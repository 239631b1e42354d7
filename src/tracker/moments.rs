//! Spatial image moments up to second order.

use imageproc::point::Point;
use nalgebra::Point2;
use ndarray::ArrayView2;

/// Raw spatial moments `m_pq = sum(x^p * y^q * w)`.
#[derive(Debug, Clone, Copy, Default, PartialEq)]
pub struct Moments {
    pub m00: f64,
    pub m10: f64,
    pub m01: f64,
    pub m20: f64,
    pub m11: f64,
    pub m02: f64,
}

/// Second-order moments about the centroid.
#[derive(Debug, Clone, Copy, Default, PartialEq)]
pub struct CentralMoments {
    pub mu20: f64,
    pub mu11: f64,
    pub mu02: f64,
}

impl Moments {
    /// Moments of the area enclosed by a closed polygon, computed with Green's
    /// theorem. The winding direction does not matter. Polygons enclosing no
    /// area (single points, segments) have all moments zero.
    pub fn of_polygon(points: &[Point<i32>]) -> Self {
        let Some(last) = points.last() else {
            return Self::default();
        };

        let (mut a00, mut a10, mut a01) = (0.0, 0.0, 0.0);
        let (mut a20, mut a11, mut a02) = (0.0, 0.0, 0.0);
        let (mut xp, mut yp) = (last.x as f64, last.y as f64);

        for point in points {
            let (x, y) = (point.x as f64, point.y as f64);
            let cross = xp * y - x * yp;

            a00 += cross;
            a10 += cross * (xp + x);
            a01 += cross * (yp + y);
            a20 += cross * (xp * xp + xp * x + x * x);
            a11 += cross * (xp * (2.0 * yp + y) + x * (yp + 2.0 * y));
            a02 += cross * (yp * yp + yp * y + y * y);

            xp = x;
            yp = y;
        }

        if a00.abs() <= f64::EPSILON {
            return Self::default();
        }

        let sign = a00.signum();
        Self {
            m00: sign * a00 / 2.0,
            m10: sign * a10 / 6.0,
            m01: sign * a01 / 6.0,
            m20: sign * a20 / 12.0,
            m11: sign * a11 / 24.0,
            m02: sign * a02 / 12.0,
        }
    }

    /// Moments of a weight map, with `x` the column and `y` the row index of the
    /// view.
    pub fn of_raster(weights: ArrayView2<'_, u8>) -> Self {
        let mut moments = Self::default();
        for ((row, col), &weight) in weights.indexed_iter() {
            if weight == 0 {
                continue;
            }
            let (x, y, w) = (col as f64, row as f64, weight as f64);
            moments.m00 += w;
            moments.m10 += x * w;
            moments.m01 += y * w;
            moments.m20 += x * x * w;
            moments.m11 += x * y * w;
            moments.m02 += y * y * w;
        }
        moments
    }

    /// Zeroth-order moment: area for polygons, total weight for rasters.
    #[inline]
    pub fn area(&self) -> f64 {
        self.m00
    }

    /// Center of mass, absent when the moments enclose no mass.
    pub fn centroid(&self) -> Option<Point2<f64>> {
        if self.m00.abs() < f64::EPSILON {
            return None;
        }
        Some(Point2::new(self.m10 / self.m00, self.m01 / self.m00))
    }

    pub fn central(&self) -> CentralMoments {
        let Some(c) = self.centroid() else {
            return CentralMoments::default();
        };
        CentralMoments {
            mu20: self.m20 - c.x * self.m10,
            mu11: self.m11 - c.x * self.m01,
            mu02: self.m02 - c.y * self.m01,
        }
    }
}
...
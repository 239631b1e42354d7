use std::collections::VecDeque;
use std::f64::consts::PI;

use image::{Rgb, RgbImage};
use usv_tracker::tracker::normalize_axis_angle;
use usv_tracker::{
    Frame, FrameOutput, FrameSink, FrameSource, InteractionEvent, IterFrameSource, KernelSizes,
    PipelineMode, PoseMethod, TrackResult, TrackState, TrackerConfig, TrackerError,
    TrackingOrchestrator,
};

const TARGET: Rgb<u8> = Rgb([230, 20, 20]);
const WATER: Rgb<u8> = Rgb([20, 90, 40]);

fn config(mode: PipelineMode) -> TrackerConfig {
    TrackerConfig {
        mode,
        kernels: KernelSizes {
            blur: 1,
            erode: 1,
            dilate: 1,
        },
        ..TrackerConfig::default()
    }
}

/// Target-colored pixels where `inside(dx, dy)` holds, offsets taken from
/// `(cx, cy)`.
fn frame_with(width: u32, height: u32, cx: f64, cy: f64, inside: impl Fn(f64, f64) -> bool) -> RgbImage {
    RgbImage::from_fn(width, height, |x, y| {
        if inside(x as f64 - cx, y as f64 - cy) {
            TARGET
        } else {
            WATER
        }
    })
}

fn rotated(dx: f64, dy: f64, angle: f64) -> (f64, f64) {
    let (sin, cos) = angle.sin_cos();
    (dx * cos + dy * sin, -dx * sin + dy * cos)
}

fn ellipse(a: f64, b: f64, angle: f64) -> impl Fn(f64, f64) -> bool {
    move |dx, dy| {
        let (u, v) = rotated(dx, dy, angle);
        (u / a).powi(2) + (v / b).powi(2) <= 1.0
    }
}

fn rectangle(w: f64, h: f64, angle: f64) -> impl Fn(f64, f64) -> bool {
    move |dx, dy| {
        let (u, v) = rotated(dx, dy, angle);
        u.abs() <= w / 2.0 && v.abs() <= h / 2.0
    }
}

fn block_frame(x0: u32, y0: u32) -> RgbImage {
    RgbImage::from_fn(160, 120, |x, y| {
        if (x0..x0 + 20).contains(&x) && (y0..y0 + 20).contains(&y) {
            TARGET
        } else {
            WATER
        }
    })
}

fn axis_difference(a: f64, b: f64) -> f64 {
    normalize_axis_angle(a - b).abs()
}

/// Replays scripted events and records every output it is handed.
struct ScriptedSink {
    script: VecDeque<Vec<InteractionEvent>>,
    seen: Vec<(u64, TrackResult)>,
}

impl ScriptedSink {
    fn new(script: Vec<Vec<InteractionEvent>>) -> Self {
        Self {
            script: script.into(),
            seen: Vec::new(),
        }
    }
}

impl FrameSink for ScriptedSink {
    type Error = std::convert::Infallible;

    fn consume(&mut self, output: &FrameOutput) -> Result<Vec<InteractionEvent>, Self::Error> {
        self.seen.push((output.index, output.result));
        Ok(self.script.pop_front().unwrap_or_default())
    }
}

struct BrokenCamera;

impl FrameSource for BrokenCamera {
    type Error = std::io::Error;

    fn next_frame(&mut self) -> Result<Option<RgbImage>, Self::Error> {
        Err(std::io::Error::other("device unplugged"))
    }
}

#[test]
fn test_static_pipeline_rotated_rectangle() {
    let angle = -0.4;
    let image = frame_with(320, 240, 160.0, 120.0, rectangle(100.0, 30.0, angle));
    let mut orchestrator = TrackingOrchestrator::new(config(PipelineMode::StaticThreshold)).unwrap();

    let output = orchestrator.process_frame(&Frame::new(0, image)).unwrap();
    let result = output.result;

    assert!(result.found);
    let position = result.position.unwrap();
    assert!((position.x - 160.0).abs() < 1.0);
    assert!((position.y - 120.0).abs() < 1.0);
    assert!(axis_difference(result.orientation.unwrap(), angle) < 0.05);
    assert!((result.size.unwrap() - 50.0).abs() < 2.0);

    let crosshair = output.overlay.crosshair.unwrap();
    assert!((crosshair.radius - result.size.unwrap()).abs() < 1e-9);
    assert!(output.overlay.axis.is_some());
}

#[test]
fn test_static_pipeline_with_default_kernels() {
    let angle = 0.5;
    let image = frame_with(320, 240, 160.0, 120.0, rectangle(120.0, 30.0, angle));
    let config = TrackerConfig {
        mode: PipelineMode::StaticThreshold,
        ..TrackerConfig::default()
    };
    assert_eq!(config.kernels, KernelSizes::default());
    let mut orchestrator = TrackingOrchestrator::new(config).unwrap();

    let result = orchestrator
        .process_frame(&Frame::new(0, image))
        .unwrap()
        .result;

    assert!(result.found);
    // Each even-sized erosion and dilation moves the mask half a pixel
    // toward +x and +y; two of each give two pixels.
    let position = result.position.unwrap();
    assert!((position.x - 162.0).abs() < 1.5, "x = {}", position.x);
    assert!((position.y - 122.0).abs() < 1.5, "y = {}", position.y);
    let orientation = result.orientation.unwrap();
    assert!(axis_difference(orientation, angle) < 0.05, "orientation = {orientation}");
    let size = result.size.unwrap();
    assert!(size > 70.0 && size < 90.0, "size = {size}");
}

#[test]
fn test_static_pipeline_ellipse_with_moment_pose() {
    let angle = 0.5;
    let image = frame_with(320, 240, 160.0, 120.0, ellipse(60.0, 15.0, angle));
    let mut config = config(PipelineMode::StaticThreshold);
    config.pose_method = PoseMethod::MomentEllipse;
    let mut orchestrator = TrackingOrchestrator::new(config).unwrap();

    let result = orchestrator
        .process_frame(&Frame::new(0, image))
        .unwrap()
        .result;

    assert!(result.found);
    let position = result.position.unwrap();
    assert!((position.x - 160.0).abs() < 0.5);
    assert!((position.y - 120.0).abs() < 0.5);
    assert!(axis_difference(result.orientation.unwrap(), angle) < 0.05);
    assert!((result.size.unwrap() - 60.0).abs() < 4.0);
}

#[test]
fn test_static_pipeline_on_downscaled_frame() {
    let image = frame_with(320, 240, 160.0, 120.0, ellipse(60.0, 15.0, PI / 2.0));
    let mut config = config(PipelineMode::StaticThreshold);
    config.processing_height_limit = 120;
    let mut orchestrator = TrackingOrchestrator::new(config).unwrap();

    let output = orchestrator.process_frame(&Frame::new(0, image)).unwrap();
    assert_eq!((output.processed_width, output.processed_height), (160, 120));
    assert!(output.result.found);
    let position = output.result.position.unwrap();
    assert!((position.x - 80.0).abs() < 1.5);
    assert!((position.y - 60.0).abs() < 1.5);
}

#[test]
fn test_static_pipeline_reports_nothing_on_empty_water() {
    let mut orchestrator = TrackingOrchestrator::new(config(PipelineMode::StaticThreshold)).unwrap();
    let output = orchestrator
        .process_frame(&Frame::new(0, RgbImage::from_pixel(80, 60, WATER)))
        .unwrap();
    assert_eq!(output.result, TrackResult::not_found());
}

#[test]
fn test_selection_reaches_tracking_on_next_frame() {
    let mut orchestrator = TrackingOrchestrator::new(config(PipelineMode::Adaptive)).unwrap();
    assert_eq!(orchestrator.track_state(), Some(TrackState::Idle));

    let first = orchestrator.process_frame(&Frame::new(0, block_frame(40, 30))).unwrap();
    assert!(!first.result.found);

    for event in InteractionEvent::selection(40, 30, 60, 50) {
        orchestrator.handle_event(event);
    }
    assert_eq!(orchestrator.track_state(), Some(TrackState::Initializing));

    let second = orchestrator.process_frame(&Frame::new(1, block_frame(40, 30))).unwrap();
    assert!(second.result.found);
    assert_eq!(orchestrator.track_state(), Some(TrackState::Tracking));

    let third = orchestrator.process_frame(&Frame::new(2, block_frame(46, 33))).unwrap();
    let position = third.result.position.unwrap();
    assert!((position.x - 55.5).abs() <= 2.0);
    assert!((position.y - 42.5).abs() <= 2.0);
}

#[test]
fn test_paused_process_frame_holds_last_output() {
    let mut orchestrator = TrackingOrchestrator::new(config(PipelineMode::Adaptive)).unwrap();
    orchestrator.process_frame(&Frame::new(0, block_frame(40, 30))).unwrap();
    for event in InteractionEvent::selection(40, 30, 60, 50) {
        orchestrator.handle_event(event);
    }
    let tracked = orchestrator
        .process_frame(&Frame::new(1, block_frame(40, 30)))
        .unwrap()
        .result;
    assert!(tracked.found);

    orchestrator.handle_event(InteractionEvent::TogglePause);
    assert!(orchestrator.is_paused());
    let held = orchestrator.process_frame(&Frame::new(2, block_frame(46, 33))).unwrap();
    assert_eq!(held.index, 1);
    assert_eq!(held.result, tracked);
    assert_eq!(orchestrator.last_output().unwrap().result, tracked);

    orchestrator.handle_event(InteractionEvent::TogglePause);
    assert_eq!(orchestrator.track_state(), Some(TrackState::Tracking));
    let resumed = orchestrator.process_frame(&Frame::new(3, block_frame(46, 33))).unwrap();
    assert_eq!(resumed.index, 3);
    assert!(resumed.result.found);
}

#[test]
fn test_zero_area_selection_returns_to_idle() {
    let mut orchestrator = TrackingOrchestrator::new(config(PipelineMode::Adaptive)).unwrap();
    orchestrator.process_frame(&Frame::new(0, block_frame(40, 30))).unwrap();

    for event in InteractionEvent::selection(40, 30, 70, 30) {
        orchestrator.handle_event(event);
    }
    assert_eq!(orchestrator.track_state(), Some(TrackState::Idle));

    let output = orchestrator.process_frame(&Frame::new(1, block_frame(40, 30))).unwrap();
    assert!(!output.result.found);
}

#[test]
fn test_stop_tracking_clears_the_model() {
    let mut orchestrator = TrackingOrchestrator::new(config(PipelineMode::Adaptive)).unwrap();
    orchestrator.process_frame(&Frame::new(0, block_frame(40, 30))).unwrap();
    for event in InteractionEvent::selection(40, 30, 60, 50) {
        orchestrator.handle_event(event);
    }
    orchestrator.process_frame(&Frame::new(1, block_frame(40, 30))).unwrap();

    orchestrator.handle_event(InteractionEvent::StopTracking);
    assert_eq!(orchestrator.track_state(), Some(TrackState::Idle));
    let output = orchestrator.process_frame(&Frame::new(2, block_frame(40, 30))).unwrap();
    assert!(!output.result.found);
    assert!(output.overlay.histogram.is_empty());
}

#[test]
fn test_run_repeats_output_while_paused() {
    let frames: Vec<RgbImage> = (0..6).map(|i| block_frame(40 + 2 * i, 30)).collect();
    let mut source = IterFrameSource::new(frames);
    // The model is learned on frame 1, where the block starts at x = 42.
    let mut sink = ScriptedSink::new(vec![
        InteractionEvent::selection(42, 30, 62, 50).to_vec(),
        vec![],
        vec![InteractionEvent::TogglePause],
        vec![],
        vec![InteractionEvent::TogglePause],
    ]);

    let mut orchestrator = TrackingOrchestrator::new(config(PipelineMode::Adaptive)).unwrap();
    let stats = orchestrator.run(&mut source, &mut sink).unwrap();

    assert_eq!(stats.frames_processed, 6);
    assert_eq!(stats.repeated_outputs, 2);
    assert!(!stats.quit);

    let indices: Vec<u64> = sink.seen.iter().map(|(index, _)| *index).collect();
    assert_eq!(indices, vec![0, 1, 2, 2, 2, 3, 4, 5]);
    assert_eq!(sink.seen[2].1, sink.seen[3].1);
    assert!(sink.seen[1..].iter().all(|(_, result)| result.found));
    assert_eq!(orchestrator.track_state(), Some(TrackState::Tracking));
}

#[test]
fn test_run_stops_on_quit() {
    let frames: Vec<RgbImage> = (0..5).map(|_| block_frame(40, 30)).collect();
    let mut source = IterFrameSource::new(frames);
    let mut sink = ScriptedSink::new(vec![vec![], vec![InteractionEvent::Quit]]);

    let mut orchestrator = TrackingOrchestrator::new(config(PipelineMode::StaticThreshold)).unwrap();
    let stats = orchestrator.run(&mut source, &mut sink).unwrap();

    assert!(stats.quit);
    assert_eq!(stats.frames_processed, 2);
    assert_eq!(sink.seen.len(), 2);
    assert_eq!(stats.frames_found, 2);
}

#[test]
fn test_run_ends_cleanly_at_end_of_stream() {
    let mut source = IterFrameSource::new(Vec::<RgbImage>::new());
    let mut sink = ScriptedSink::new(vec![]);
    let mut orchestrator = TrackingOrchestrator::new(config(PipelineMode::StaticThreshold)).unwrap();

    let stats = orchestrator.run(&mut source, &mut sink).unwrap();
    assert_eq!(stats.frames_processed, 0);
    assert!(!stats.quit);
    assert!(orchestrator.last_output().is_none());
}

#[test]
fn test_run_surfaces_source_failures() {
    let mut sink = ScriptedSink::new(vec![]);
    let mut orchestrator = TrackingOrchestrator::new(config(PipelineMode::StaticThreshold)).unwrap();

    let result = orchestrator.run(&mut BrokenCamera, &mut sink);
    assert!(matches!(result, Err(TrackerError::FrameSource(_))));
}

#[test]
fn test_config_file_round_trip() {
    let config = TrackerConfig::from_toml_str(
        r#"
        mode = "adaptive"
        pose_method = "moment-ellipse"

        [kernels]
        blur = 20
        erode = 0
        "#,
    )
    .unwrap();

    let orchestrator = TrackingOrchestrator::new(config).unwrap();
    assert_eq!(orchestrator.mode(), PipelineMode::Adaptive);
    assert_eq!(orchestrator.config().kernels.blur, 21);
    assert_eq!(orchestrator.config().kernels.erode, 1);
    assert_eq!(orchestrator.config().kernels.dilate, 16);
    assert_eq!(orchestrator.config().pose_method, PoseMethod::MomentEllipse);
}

ACTIVITY: Would you please copy all lines in the data that contain the word "TrackerError"?

RESULT:
    PipelineMode, PoseMethod, TrackResult, TrackState, TrackerConfig, TrackerError,
    assert!(matches!(result, Err(TrackerError::FrameSource(_))));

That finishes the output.